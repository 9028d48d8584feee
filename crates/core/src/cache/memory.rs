//! In-memory page store.

use std::collections::HashMap;
use std::sync::Arc;

use async_trait::async_trait;
use chrono::Utc;
use tokio::sync::RwLock;

use super::{CachedPage, PageStore};
use crate::Error;

/// In-memory cache of pages.
///
/// Uses a simple HashMap with tokio RwLock for concurrent access. Expired
/// entries are dropped lazily on lookup.
#[derive(Clone, Default)]
pub struct MemoryStore {
    pages: Arc<RwLock<HashMap<String, CachedPage>>>,
}

impl MemoryStore {
    pub fn new() -> Self {
        Self::default()
    }

    /// Number of entries currently held, including expired ones not yet evicted.
    pub async fn len(&self) -> usize {
        self.pages.read().await.len()
    }

    pub async fn is_empty(&self) -> bool {
        self.pages.read().await.is_empty()
    }
}

#[async_trait]
impl PageStore for MemoryStore {
    async fn get(&self, key: &str) -> Result<Option<CachedPage>, Error> {
        let now = Utc::now();
        {
            let pages = self.pages.read().await;
            match pages.get(key) {
                Some(page) if !page.is_expired(now) => return Ok(Some(page.clone())),
                Some(_) => {}
                None => return Ok(None),
            }
        }

        let mut pages = self.pages.write().await;
        if pages.get(key).is_some_and(|page| page.is_expired(now)) {
            pages.remove(key);
        }
        Ok(None)
    }

    async fn put(&self, page: CachedPage) -> Result<(), Error> {
        let mut pages = self.pages.write().await;
        pages.insert(page.key.clone(), page);
        Ok(())
    }
}

#[cfg(test)]
mod tests {
    use super::*;
    use std::time::Duration;

    #[tokio::test]
    async fn test_put_and_get() {
        let store = MemoryStore::new();
        store
            .put(CachedPage::new("k", "<p>hi</p>", Duration::from_secs(60)))
            .await
            .unwrap();

        let page = store.get("k").await.unwrap().unwrap();
        assert_eq!(page.html, "<p>hi</p>");
        assert!(store.get("other").await.unwrap().is_none());
    }

    #[tokio::test]
    async fn test_expired_entry_is_evicted() {
        let store = MemoryStore::new();
        let mut page = CachedPage::new("k", "<p>old</p>", Duration::from_secs(60));
        page.expires_at = Utc::now() - chrono::Duration::seconds(1);
        store.put(page).await.unwrap();
        assert_eq!(store.len().await, 1);

        assert!(store.get("k").await.unwrap().is_none());
        assert!(store.is_empty().await);
    }
}
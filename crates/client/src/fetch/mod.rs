//! Authenticated page fetch through a controlled browser.
//!
//! ### Preconditions
//! - Session cookie must parse into `SessionCredentials` (`c_user` and `xs`),
//!   otherwise `Error::Configuration` is returned before any browser activity.
//!
//! ### URL Normalization
//! - Force the configured `locale` query parameter, sort query pairs.
//! - The SHA-256 of the normalized URL is the cache key.
//!
//! ### Page Lifecycle (cache miss only)
//! - One page per miss, closed on every path.
//! - Only documents and scripts are loaded; other sub-resources are aborted.
//! - Session cookies are injected before navigation.
//! - Navigation waits for DOMContentLoaded, bounded by the navigation timeout.

pub mod url;

use std::sync::Arc;
use std::time::{Duration, Instant};

use fbfeed_core::cache::fingerprint;
use fbfeed_core::{AppConfig, CacheGateway, Error, SessionCredentials};

use crate::render::{Browser, BrowserPage, RenderError, RequestFilter};

pub use self::url::{UrlError, normalize_with_locale};

/// Configuration for the authenticated fetcher.
#[derive(Debug, Clone)]
pub struct FetcherConfig {
    /// Raw session cookie string.
    pub cookie: Option<String>,

    /// Locale forced into every request (default: "en_US")
    pub locale: String,

    /// Domain the session cookies are scoped to (default: ".facebook.com")
    pub cookie_domain: String,

    /// Navigation timeout (default: 30s)
    pub navigation_timeout: Duration,
}

impl Default for FetcherConfig {
    fn default() -> Self {
        Self {
            cookie: None,
            locale: "en_US".to_string(),
            cookie_domain: ".facebook.com".to_string(),
            navigation_timeout: Duration::from_millis(30_000),
        }
    }
}

impl From<&AppConfig> for FetcherConfig {
    fn from(config: &AppConfig) -> Self {
        Self {
            cookie: config.cookie.clone(),
            locale: config.locale.clone(),
            cookie_domain: config.cookie_domain.clone(),
            navigation_timeout: config.navigation_timeout(),
        }
    }
}

/// Loads pages under an authenticated session, through the page cache.
pub struct AuthenticatedFetcher {
    browser: Arc<dyn Browser>,
    cache: Arc<CacheGateway>,
    config: FetcherConfig,
}

impl AuthenticatedFetcher {
    pub fn new(browser: Arc<dyn Browser>, cache: Arc<CacheGateway>, config: FetcherConfig) -> Self {
        Self { browser, cache, config }
    }

    /// Fetch a URL and return the rendered document's inner HTML.
    pub async fn fetch(&self, url: &str) -> Result<String, Error> {
        let credentials = SessionCredentials::from_config(self.config.cookie.as_deref())?;

        let url = normalize_with_locale(url, &self.config.locale).map_err(|e| Error::InvalidUrl(e.to_string()))?;
        let key = fingerprint(url.as_str());

        self.cache
            .get_or_compute(&key, || self.load(&url, &credentials))
            .await
    }

    /// Get reference to the configuration.
    pub fn config(&self) -> &FetcherConfig {
        &self.config
    }

    async fn load(&self, url: &::url::Url, credentials: &SessionCredentials) -> Result<String, Error> {
        let start = Instant::now();
        let mut page = self
            .browser
            .new_page()
            .await
            .map_err(|e| fetch_error(url, e))?;

        let result = self.drive(page.as_mut(), url, credentials).await;
        page.close().await;

        let html = result.map_err(|e| fetch_error(url, e))?;
        tracing::debug!("fetched {} in {}ms ({} bytes)", url, start.elapsed().as_millis(), html.len());
        Ok(html)
    }

    async fn drive(
        &self, page: &mut dyn BrowserPage, url: &::url::Url, credentials: &SessionCredentials,
    ) -> Result<String, RenderError> {
        page.install_request_filter(RequestFilter::documents_and_scripts())
            .await?;
        page.set_cookies(credentials.cookies(), &self.config.cookie_domain)
            .await?;

        tracing::debug!("Requesting {url}");
        page.goto(url, self.config.navigation_timeout).await?;

        page.content().await
    }
}

fn fetch_error(url: &::url::Url, err: RenderError) -> Error {
    match err {
        RenderError::Timeout(ms) => Error::FetchTimeout(format!("{url} did not load within {ms}ms")),
        RenderError::BrowserLaunch(msg) => Error::BrowserLaunch(msg),
        other => Error::FetchFailed(format!("{url}: {other}")),
    }
}
//! Route query parameters.

use std::collections::HashMap;

/// Query parameters supplied by the route caller.
#[derive(Debug, Clone, Default, PartialEq, Eq)]
pub struct RouteParams {
    params: HashMap<String, String>,
}

impl RouteParams {
    /// Parse a raw query string such as `textOnly=1&foo=bar`.
    ///
    /// A leading `?` is ignored. Keys and values are percent-decoded.
    pub fn parse(query: &str) -> Self {
        let query = query.trim().trim_start_matches('?');
        let params = url::form_urlencoded::parse(query.as_bytes())
            .map(|(k, v)| (k.into_owned(), v.into_owned()))
            .collect();
        Self { params }
    }

    pub fn with(mut self, key: impl Into<String>, value: impl Into<String>) -> Self {
        self.params.insert(key.into(), value.into());
        self
    }

    pub fn get(&self, key: &str) -> Option<&str> {
        self.params.get(key).map(String::as_str)
    }

    /// Whether descriptions should be plain text.
    ///
    /// Absent, `false` and `0` mean no; any other value means yes.
    pub fn text_only(&self) -> bool {
        match self.get("textOnly") {
            None => false,
            Some(value) => {
                let value = value.trim();
                !(value.eq_ignore_ascii_case("false") || value == "0")
            }
        }
    }
}
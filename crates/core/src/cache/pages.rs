//! Cached page CRUD operations on the SQLite store.

use super::connection::CacheDb;
use crate::Error;
use chrono::{DateTime, Utc};
use serde::{Deserialize, Serialize};
use tokio_rusqlite::params;
use tokio_rusqlite::rusqlite;

/// A fetched HTML page held by the cache.
#[derive(Debug, Clone, PartialEq, Eq, Serialize, Deserialize)]
pub struct CachedPage {
    /// Fingerprint of the normalized URL.
    pub key: String,
    pub html: String,
    pub fetched_at: DateTime<Utc>,
    pub expires_at: DateTime<Utc>,
}

impl CachedPage {
    /// Build a page fetched now that lives for `ttl`.
    pub fn new(key: impl Into<String>, html: impl Into<String>, ttl: std::time::Duration) -> Self {
        let fetched_at = Utc::now();
        let ttl = chrono::Duration::from_std(ttl).unwrap_or(chrono::Duration::MAX);
        let expires_at = fetched_at.checked_add_signed(ttl).unwrap_or(DateTime::<Utc>::MAX_UTC);
        Self { key: key.into(), html: html.into(), fetched_at, expires_at }
    }

    pub fn is_expired(&self, now: DateTime<Utc>) -> bool {
        self.expires_at <= now
    }
}

impl CacheDb {
    /// Insert or replace a cached page.
    pub async fn upsert_page(&self, page: &CachedPage) -> Result<(), Error> {
        let page = page.clone();
        self.conn
            .call(move |conn| -> Result<(), Error> {
                conn.execute(
                    "INSERT INTO pages (key, html, fetched_at, expires_at)
                     VALUES (?1, ?2, ?3, ?4)
                     ON CONFLICT(key) DO UPDATE SET
                        html = excluded.html,
                        fetched_at = excluded.fetched_at,
                        expires_at = excluded.expires_at",
                    params![&page.key, &page.html, page.fetched_at.to_rfc3339(), page.expires_at.to_rfc3339()],
                )?;
                Ok(())
            })
            .await
            .map_err(Error::from)
    }

    /// Get a page by key if it has not expired.
    pub async fn get_fresh_page(&self, key: &str) -> Result<Option<CachedPage>, Error> {
        let key = key.to_string();
        let now = Utc::now().to_rfc3339();
        self.conn
            .call(move |conn| -> Result<Option<CachedPage>, Error> {
                let result = conn.query_row(
                    "SELECT key, html, fetched_at, expires_at FROM pages
                     WHERE key = ?1 AND expires_at > ?2",
                    params![key, now],
                    |row| {
                        Ok((
                            row.get::<_, String>(0)?,
                            row.get::<_, String>(1)?,
                            row.get::<_, String>(2)?,
                            row.get::<_, String>(3)?,
                        ))
                    },
                );

                match result {
                    Ok((key, html, fetched_at, expires_at)) => Ok(Some(CachedPage {
                        key,
                        html,
                        fetched_at: parse_timestamp(&fetched_at)?,
                        expires_at: parse_timestamp(&expires_at)?,
                    })),
                    Err(rusqlite::Error::QueryReturnedNoRows) => Ok(None),
                    Err(e) => Err(e.into()),
                }
            })
            .await
            .map_err(Error::from)
    }

    /// Delete expired pages.
    ///
    /// Returns the number of deleted entries.
    pub async fn purge_expired_pages(&self) -> Result<u64, Error> {
        let now = Utc::now().to_rfc3339();
        self.conn
            .call(move |conn| -> Result<u64, Error> {
                let count = conn.execute("DELETE FROM pages WHERE expires_at <= ?1", params![now])?;
                Ok(count as u64)
            })
            .await
            .map_err(Error::from)
    }

    /// Number of stored pages, expired or not.
    pub async fn page_count(&self) -> Result<u64, Error> {
        self.conn
            .call(|conn| -> Result<u64, Error> {
                let count: i64 = conn.query_row("SELECT COUNT(*) FROM pages", [], |row| row.get(0))?;
                Ok(count as u64)
            })
            .await
            .map_err(Error::from)
    }
}

fn parse_timestamp(value: &str) -> Result<DateTime<Utc>, Error> {
    DateTime::parse_from_rfc3339(value)
        .map(|dt| dt.with_timezone(&Utc))
        .map_err(|e| Error::Database(format!("bad timestamp {value:?}: {e}")))
}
────────────────────
Beginning at the opening line of the data, transcribe each line exactly until you reach the line with "not yet evicted.", which you also include, and go no further.

## [TASK ANSWER]
repository 9028d48d8584feee
filename crates/core/src/cache/memory.rs
//! In-memory page store.

use std::collections::HashMap;
use std::sync::Arc;

use async_trait::async_trait;
use chrono::Utc;
use tokio::sync::RwLock;

use super::{CachedPage, PageStore};
use crate::Error;

/// In-memory cache of pages.
///
/// Uses a simple HashMap with tokio RwLock for concurrent access. Expired
/// entries are dropped lazily on lookup.
#[derive(Clone, Default)]
pub struct MemoryStore {
    pages: Arc<RwLock<HashMap<String, CachedPage>>>,
}

impl MemoryStore {
    pub fn new() -> Self {
        Self::default()
    }

    /// Number of entries currently held, including expired ones not yet evicted.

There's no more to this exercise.